Task to carry out> After finding the line with "space along the" in the entries below, retype exactly each line from there through the line with "assert_eq!(c.u, Vector::new(-1.0, 0.0, 0.0));", including that final line.

Source data>
━━━━━━━━
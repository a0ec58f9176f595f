use crate::ray::Ray;
use crate::vector::Vector;
use crate::sampler::Sample;

/// A camera record for generating eye rays.
///
/// The camera derives an orthonormal basis from its pose once, at
/// construction: `w` points from the look-at point back toward the eye,
/// `u` spans the screen's horizontal axis and `v` its vertical axis. Eye
/// rays are linear combinations of this basis.
///
/// The up hint must not be parallel to the view axis; the basis is
/// degenerate otherwise.
#[derive(Copy, Clone, Debug, Default, PartialEq)]
pub struct Camera {
    /// The horizontal size of the sample grid, in pixels.
    pub hsize: usize,

    /// The vertical size of the sample grid, in pixels.
    pub vsize: usize,

    /// The vertical viewing angle, in radians.
    pub field_of_view: f64,

    /// The eye position, used as the origin of every eye ray.
    pub eye: Vector,

    pub u: Vector,
    pub v: Vector,
    pub w: Vector,
}

impl Camera {
    pub fn new(hsize: usize, vsize: usize, field_of_view: f64,
        from: Vector, to: Vector, up: Vector) -> Camera {
        let w = (from - to).normalize();
        let u = w.cross(&up).normalize();
        let v = w.cross(&u);

        Camera {
            hsize,
            vsize,
            field_of_view,
            eye: from,
            u,
            v,
            w,
        }
    }

    /// The eye ray through the center of pixel `(px, py)`.
    pub fn ray_for_pixel(&self, px: usize, py: usize) -> Ray {
        self.ray_for_offset(px as f64 + 0.5, py as f64 + 0.5)
    }

    /// The eye ray through pixel `(px, py)`, displaced by a sub-pixel
    /// sample.
    ///
    /// Sample components span [-1, 1] and a displacement covers at most
    /// half a pixel each way, so a pixel's distribution tiles exactly the
    /// pixel's own footprint.
    pub fn ray_for_sample(&self, px: usize, py: usize, sample: Sample)
        -> Ray {
        self.ray_for_offset(
            px as f64 + 0.5 + sample.s / 2.0,
            py as f64 + 0.5 + sample.t / 2.0,
        )
    }

    /// Builds the eye ray for fractional screen coordinates.
    ///
    /// Screen coordinates map to normalized device coordinates, scaled
    /// horizontally by the aspect ratio, then into world space along the
    /// camera basis at focal distance `1 / tan(fov / 2)`. Since `w` points
    /// backward, the forward term is `-d * w`.
    fn ray_for_offset(&self, x: f64, y: f64) -> Ray {
        let d = 1.0 / (self.field_of_view / 2.0).tan();
        let aspect = (self.hsize as f64) / (self.vsize as f64);

        let us = (-1.0 + 2.0 * x / (self.hsize as f64)) * aspect;
        let vs = -1.0 + 2.0 * y / (self.vsize as f64);

        let direction
            = ((self.w * -d) + (self.u * us) + (self.v * vs)).normalize();

        Ray::new(self.eye, direction)
    }
}

/* Tests */

#[cfg(test)]
fn canonical_camera(hsize: usize, vsize: usize) -> Camera {
    // Eye at the origin looking down -z, +y up, 90 degree fov.
    Camera::new(hsize, vsize, std::f64::consts::PI / 2.0,
        Vector::zero(),
        Vector::new(0.0, 0.0, -1.0),
        Vector::new(0.0, 1.0, 0.0))
}

#[test]
fn basis_is_orthonormal() {
    let c = Camera::new(100, 100, std::f64::consts::PI / 3.0,
        Vector::new(1.0, 2.0, 3.0),
        Vector::new(4.0, -2.0, 8.0),
        Vector::new(0.0, 1.0, 0.0));

    assert!(crate::feq(c.u.magnitude(), 1.0));
    assert!(crate::feq(c.v.magnitude(), 1.0));
    assert!(crate::feq(c.w.magnitude(), 1.0));
    assert!(crate::feq(c.u.dot(&c.v), 0.0));
    assert!(crate::feq(c.u.dot(&c.w), 0.0));
    assert!(crate::feq(c.v.dot(&c.w), 0.0));
}

#[test]
fn canonical_basis() {
    let c = canonical_camera(100, 100);

    assert_eq!(c.w, Vector::new(0.0, 0.0, 1.0));
    assert_eq!(c.u, Vector::new(-1.0, 0.0, 0.0));
    assert_eq!(c.v, Vector::new(0.0, -1.0, 0.0));
}

#[test]
fn ray_through_center() {
    let c = canonical_camera(201, 201);
    let r = c.ray_for_pixel(100, 100);

    assert_eq!(r.origin, Vector::zero());
    assert_eq!(r.direction, Vector::new(0.0, 0.0, -1.0));
}

#[test]
fn ray_through_screen_edge() {
    // At 90 degrees fov the screen edge sits 45 degrees off axis.
    let c = canonical_camera(200, 200);
    let r = c.ray_for_sample(199, 99, Sample { s: 1.0, t: 1.0 });

    let half_sqrt_2 = 2.0f64.sqrt() / 2.0;
    assert_eq!(r.direction, Vector::new(-half_sqrt_2, 0.0, -half_sqrt_2));
}

#[test]
fn sample_offset_shifts_ray() {
    let c = canonical_camera(100, 100);
    let centered = c.ray_for_sample(50, 50, Sample { s: 0.0, t: 0.0 });
    let shifted = c.ray_for_sample(50, 50, Sample { s: 0.5, t: -0.5 });

    assert_eq!(centered, c.ray_for_pixel(50, 50));
    assert!(centered.direction != shifted.direction);
}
━━━━━━━━
Solution to this problem>
    /// horizontally by the aspect ratio, then into world space along the
    /// camera basis at focal distance `1 / tan(fov / 2)`. Since `w` points
    /// backward, the forward term is `-d * w`.
    fn ray_for_offset(&self, x: f64, y: f64) -> Ray {
        let d = 1.0 / (self.field_of_view / 2.0).tan();
        let aspect = (self.hsize as f64) / (self.vsize as f64);

        let us = (-1.0 + 2.0 * x / (self.hsize as f64)) * aspect;
        let vs = -1.0 + 2.0 * y / (self.vsize as f64);

        let direction
            = ((self.w * -d) + (self.u * us) + (self.v * vs)).normalize();

        Ray::new(self.eye, direction)
    }
}

/* Tests */

#[cfg(test)]
fn canonical_camera(hsize: usize, vsize: usize) -> Camera {
    // Eye at the origin looking down -z, +y up, 90 degree fov.
    Camera::new(hsize, vsize, std::f64::consts::PI / 2.0,
        Vector::zero(),
        Vector::new(0.0, 0.0, -1.0),
        Vector::new(0.0, 1.0, 0.0))
}

#[test]
fn basis_is_orthonormal() {
    let c = Camera::new(100, 100, std::f64::consts::PI / 3.0,
        Vector::new(1.0, 2.0, 3.0),
        Vector::new(4.0, -2.0, 8.0),
        Vector::new(0.0, 1.0, 0.0));

    assert!(crate::feq(c.u.magnitude(), 1.0));
    assert!(crate::feq(c.v.magnitude(), 1.0));
    assert!(crate::feq(c.w.magnitude(), 1.0));
    assert!(crate::feq(c.u.dot(&c.v), 0.0));
    assert!(crate::feq(c.u.dot(&c.w), 0.0));
    assert!(crate::feq(c.v.dot(&c.w), 0.0));
}

#[test]
fn canonical_basis() {
    let c = canonical_camera(100, 100);

    assert_eq!(c.w, Vector::new(0.0, 0.0, 1.0));
    assert_eq!(c.u, Vector::new(-1.0, 0.0, 0.0));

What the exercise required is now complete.